• What you need to do: Set down exactly the lines of the listing below, please, beginning with the first and ending with the line that holds "and decides which".
Start of Task input
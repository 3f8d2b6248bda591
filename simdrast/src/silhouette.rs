//! Seeding the importance map from geometry.
//!
//! Without [`Renderer::force_dense`](crate::Renderer::force_dense), only the
//! pixels marked in the importance map are resolved. A [`HimRasterizer`] is
//! run for every draw call once its triangles are set up and decides which
//! pixels are important. [`SilhouetteRasterizer`] marks the pixels along the
//! silhouette edges of meshes, which is where a coarser renderer (e.g., a GPU
//! pass without multisampling) would produce the most visible artifacts.
use std::{
    ops::Range,
    sync::atomic::{AtomicU8, Ordering},
};

use crate::{
    adjacency::NO_NEIGHBOR, buffer::IndexSource, drawcall::FaceFlags, himap::ImportanceMap,
};

/// Marks important pixels and triangles. See the [module-level
/// documentation](self).
pub trait HimRasterizer: Send + Sync {
    /// Process the triangles `triangles` of the draw call described by
    /// `target`. Called from worker threads, possibly for many ranges of the
    /// same draw call at once.
    fn rasterize(&self, target: &HimTarget<'_>, triangles: Range<usize>);
}

/// The data of a draw call available to [`HimRasterizer`].
pub struct HimTarget<'a> {
    pub(crate) positions: &'a [[f32; 4]],
    pub(crate) indices: &'a IndexSource,
    pub(crate) flags: &'a [AtomicU8],
    pub(crate) adjacency: Option<&'a [u32]>,
    pub(crate) himap: &'a ImportanceMap,
    pub(crate) size: [usize; 2],
    pub(crate) opaque: bool,
    pub(crate) transparent_importance: bool,
}

impl HimTarget<'_> {
    pub fn num_triangles(&self) -> usize {
        self.flags.len()
    }

    /// The vertex indices of the triangle `i`.
    pub fn triangle(&self, i: usize) -> [usize; 3] {
        self.indices.triangle(i)
    }

    /// The clip-space position of the vertex `i`, as produced by the vertex
    /// shader.
    pub fn position(&self, i: usize) -> [f32; 4] {
        self.positions[i]
    }

    pub fn flags(&self, i: usize) -> FaceFlags {
        FaceFlags::from_bits_truncate(self.flags[i].load(Ordering::Relaxed))
    }

    /// Flag the triangle `i` [`FaceFlags::IMPORTANT`].
    pub fn mark_important(&self, i: usize) {
        self.flags[i].fetch_or(FaceFlags::IMPORTANT.bits(), Ordering::Relaxed);
    }

    /// The triangle sharing the edge `j` (from the vertex `j` to the vertex
    /// `(j + 1) % 3`) of the triangle `i`. Returns `None` if the edge is open
    /// or the draw call has no adjacency information.
    pub fn neighbor(&self, i: usize, j: usize) -> Option<usize> {
        let adj = self.adjacency?[i * 3 + j];
        if adj == NO_NEIGHBOR {
            None
        } else {
            Some(adj as usize)
        }
    }

    pub fn importance_map(&self) -> &ImportanceMap {
        self.himap
    }

    /// The frame buffer size in pixels.
    pub fn frame_size(&self) -> [usize; 2] {
        self.size
    }

    /// Get whether the draw call should contribute importance. Only opaque
    /// draw calls do unless transparent importance is forced.
    pub fn wants_silhouettes(&self) -> bool {
        self.opaque || self.transparent_importance
    }
}

/// Marks the silhouette edges of meshes. Uses adjacency information, so it
/// should be used with indexed draw calls.
///
/// A front-facing triangle is flagged [`FaceFlags::IMPORTANT`] if any of its
/// neighbors is culled for facing away or if it has an open edge. An edge
/// between a triangle facing the viewer (before snapping) and one facing away
/// from it (or an open edge) is clipped to the view frustum and walked across
/// the importance map.
#[derive(Debug, Default, Clone, Copy)]
pub struct SilhouetteRasterizer;

impl SilhouetteRasterizer {
    pub fn new() -> Self {
        Self
    }
}

impl HimRasterizer for SilhouetteRasterizer {
    fn rasterize(&self, target: &HimTarget<'_>, triangles: Range<usize>) {
        if !target.wants_silhouettes() {
            return;
        }

        let himap = target.importance_map();
        let [width, height] = target.frame_size();
        let half = [width as f32 * 0.5, height as f32 * 0.5];
        let culled = FaceFlags::BACK | FaceFlags::VALID;
        let silhouette_neighbor = FaceFlags::VALID | FaceFlags::BACK_BEFORE_SNAP;

        for i in triangles {
            let flags = target.flags(i);

            if !flags.contains(FaceFlags::BACK) {
                let important = (0..3).any(|j| match target.neighbor(i, j) {
                    Some(adj) => target.flags(adj) & culled == culled,
                    None => true,
                });
                if important {
                    target.mark_important(i);
                }
            }

            // Only valid triangles facing the viewer before snapping
            if flags & silhouette_neighbor != FaceFlags::VALID {
                continue;
            }

            let ind = target.triangle(i);
            for j in 0..3 {
                if let Some(adj) = target.neighbor(i, j) {
                    if target.flags(adj) & silhouette_neighbor != silhouette_neighbor {
                        continue;
                    }
                }

                let p0 = target.position(ind[j]);
                let p1 = target.position(ind[(j + 1) % 3]);

                if let Some([start, end]) = project_edge(p0, p1, half, [width, height]) {
                    rasterize_edge(start, end, himap);
                }
            }
        }
    }
}

/// Clip the edge `p0 → p1` against the view frustum and convert it to
/// window coordinates in 1/16 pixels. Returns `None` if the edge is outside.
fn project_edge(
    mut p0: [f32; 4],
    mut p1: [f32; 4],
    half: [f32; 2],
    size: [usize; 2],
) -> Option<[[i32; 2]; 2]> {
    let (w0, w1) = (p0[3], p1[3]);

    // Both endpoints outside the same plane
    if (0..3).any(|k| (w0 <= p0[k] && w1 <= p1[k]) || (w0 <= -p0[k] && w1 <= -p1[k])) {
        return None;
    }

    if (0..3).any(|k| w0 < p0[k].abs() || w1 < p1[k].abs()) {
        let mut s0 = 0.0f32;
        let mut s1 = 0.0f32;
        for k in 0..3 {
            let (a0, a1) = (w0 - p0[k], w1 - p1[k]);
            let (b0, b1) = (w0 + p0[k], w1 + p1[k]);
            let sp = a0 / (a0 - a1);
            let sn = b0 / (b0 - b1);

            // The parameter at which the edge leaves or enters the plane
            // measured from either endpoint
            if a0 < a1 && sp > 0.0 {
                s0 = s0.max(sp);
            }
            if b0 < b1 && sn > 0.0 {
                s0 = s0.max(sn);
            }
            if a0 > a1 && 1.0 - sp > 0.0 {
                s1 = s1.max(1.0 - sp);
            }
            if b0 > b1 && 1.0 - sn > 0.0 {
                s1 = s1.max(1.0 - sn);
            }
        }

        if s0 >= 1.0 || s1 >= 1.0 || s0 + s1 >= 1.0 {
            return None;
        }

        let op0 = p0;
        if s0 > 0.0 {
            p0 = lerp(p0, p1, s0);
        }
        if s1 > 0.0 {
            p1 = lerp(p1, op0, s1);
        }
    }

    let (width, height) = (size[0] as i32, size[1] as i32);
    let to_window = |p: [f32; 4]| {
        let rw = 16.0 / p[3];
        let x = (p[0] * half[0] * rw).round() as i32 + (width << 3);
        let y = (p[1] * half[1] * rw).round() as i32 + (height << 3);
        [
            x.max(1).min((width << 4) - 1),
            y.max(1).min((height << 4) - 1),
        ]
    };

    Some([to_window(p0), to_window(p1)])
}

fn lerp(a: [f32; 4], b: [f32; 4], t: f32) -> [f32; 4] {
    [
        a[0] + (b[0] - a[0]) * t,
        a[1] + (b[1] - a[1]) * t,
        a[2] + (b[2] - a[2]) * t,
        a[3] + (b[3] - a[3]) * t,
    ]
}

/// Mark every importance map cell crossed by the line segment from `start`
/// to `end`, given in 1/16 pixels from the bottom-left corner.
///
/// The walk moves one cell at a time, horizontally or vertically, so
/// diagonal neighbors are connected by an extra cell.
pub(crate) fn rasterize_edge(mut start: [i32; 2], mut end: [i32; 2], himap: &ImportanceMap) {
    if start[0] > end[0] {
        std::mem::swap(&mut start, &mut end);
    }

    let x = start[0] >> 4;
    let y = start[1] >> 4;
    let v = [end[0] - start[0], end[1] - start[1]];

    let step_y: i64 = if v[1] < 0 { -1 } else { 1 };

    let tmax_x = (16 - (start[0] & 0xf)) as i64;
    let tmax_y = (if step_y > 0 { 16 } else { 0 }) - (start[1] & 0xf) as i64;

    let (mut fx, mut fy) = (v[1] as i64, v[0] as i64);
    if v[1] < 0 {
        fx = -fx;
        fy = -fy;
    }

    let tdelta_x = fx << 4;
    let tdelta_y = fy.abs() << 4;
    let mut error = tmax_x * fx - tmax_y * fy;

    let shift = himap.max_level();
    let step_y = step_y << shift;

    let last_x = end[0] >> 4;
    let last_y = end[1] >> 4;
    let steps = (last_x - x) + (last_y - y).abs();

    let mut idx = ((y as i64) << shift) + x as i64;
    himap.set_index(idx as usize);

    for _ in 0..steps {
        if error <= 0 {
            error += tdelta_x;
            idx += 1;
        } else {
            error -= tdelta_y;
            idx += step_y;
        }
        if idx >= 0 {
            himap.set_index(idx as usize);
        }
    }
}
End of Task input
• Result for this exercise:
repository 3f8d2b6248bda591
filename simdrast/src/silhouette.rs
//! Seeding the importance map from geometry.
//!
//! Without [`Renderer::force_dense`](crate::Renderer::force_dense), only the
//! pixels marked in the importance map are resolved. A [`HimRasterizer`] is
//! run for every draw call once its triangles are set up and decides which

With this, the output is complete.